→ **What to produce**:
Taking the first line of the listing as the start and the line containing "pub const LOG_ENV_VAR: &str" as the end, reproduce everything in between exactly, both ends included.

→ **Source records**:
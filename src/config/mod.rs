//! Application configuration.
//!
//! Aggregates configuration from all modules into a single Config struct
//! that can be loaded from YAML files or environment variables.

mod pipeline;
mod storage;

pub use pipeline::PipelineConfig;
pub use storage::StorageConfig;

/// Default configuration file name.
pub const DEFAULT_CONFIG_FILE: &str = "config.yaml";
/// Environment variable for configuration file path.
pub const CONFIG_ENV_VAR: &str = "SESSIONFLOW_CONFIG";
/// Prefix for configuration environment variables.
pub const CONFIG_ENV_PREFIX: &str = "SESSIONFLOW";
/// Environment variable for logging configuration.
pub const LOG_ENV_VAR: &str = "SESSIONFLOW_LOG";

use serde::Deserialize;

/// Errors from loading configuration.
#[derive(Debug, thiserror::Error)]
pub enum ConfigError {
    #[error("configuration error: {0}")]
    Load(#[from] ::config::ConfigError),
}

/// Main application configuration.
#[derive(Debug, Clone, Default, Deserialize)]
#[serde(default)]
pub struct Config {
    /// Storage configuration.
    pub storage: StorageConfig,
    /// Reload pipeline configuration.
    pub pipeline: PipelineConfig,
}

impl Config {
    /// Load configuration from file and environment.
    ///
    /// Configuration sources (in order of priority, later overrides earlier):
    /// 1. `config.yaml` in current directory (if exists)
    /// 2. File specified by `path` argument (if provided)
    /// 3. File specified by `CONFIG_ENV_VAR` environment variable (if set)
    /// 4. Environment variables with `CONFIG_ENV_PREFIX` prefix, e.g.
    ///    `SESSIONFLOW__STORAGE__PATH`
    pub fn load(path: Option<&str>) -> Result<Self, ConfigError> {
        use ::config::{Config as ConfigLib, Environment, File, FileFormat};

        let mut builder = ConfigLib::builder()
            .add_source(File::new(DEFAULT_CONFIG_FILE, FileFormat::Yaml).required(false));

        if let Some(config_path) = path {
            builder = builder.add_source(File::new(config_path, FileFormat::Yaml).required(true));
        }

        if let Ok(config_path) = std::env::var(CONFIG_ENV_VAR) {
            builder = builder.add_source(File::new(&config_path, FileFormat::Yaml).required(true));
        }

        let config = builder
            .add_source(
                Environment::with_prefix(CONFIG_ENV_PREFIX)
                    .separator("__")
                    .list_separator(",")
                    .with_list_parse_key("pipeline.discount_effect_types")
                    .try_parsing(true),
            )
            .build()?;

        let config: Config = config.try_deserialize()?;
        Ok(config)
    }
}

#[cfg(test)]
mod tests {
    use std::io::Write;

    use super::*;

    #[test]
    fn test_config_default() {
        let config = Config::default();
        assert_eq!(config.storage.path, "data/sessionflow.db");
        assert_eq!(config.pipeline.discount_effect_types.len(), 2);
    }

    #[test]
    fn test_load_from_file_overrides_defaults() {
        let mut file = tempfile::Builder::new()
            .suffix(".yaml")
            .tempfile()
            .expect("failed to create temp file");
        writeln!(
            file,
            "storage:\n  path: /tmp/other.db\n  wal: false\npipeline:\n  discount_effect_types:\n    - loyaltyCredit\n"
        )
        .expect("failed to write config");

        let path = file.path().to_str().expect("non-utf8 temp path");
        let config = Config::load(Some(path)).expect("failed to load config");

        assert_eq!(config.storage.path, "/tmp/other.db");
        assert!(!config.storage.wal);
        assert_eq!(config.storage.max_connections, 4);
        assert_eq!(config.pipeline.discount_effect_types, vec!["loyaltyCredit".to_string()]);
    }

    #[test]
    fn test_missing_explicit_file_is_an_error() {
        assert!(Config::load(Some("/nonexistent/sessionflow.yaml")).is_err());
    }
}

→ **Exercise answer**:
filename src/config/mod.rs
//! Application configuration.
//!
//! Aggregates configuration from all modules into a single Config struct
//! that can be loaded from YAML files or environment variables.

mod pipeline;
mod storage;

pub use pipeline::PipelineConfig;
pub use storage::StorageConfig;

/// Default configuration file name.
pub const DEFAULT_CONFIG_FILE: &str = "config.yaml";
/// Environment variable for configuration file path.
pub const CONFIG_ENV_VAR: &str = "SESSIONFLOW_CONFIG";
/// Prefix for configuration environment variables.
pub const CONFIG_ENV_PREFIX: &str = "SESSIONFLOW";
/// Environment variable for logging configuration.
pub const LOG_ENV_VAR: &str = "SESSIONFLOW_LOG";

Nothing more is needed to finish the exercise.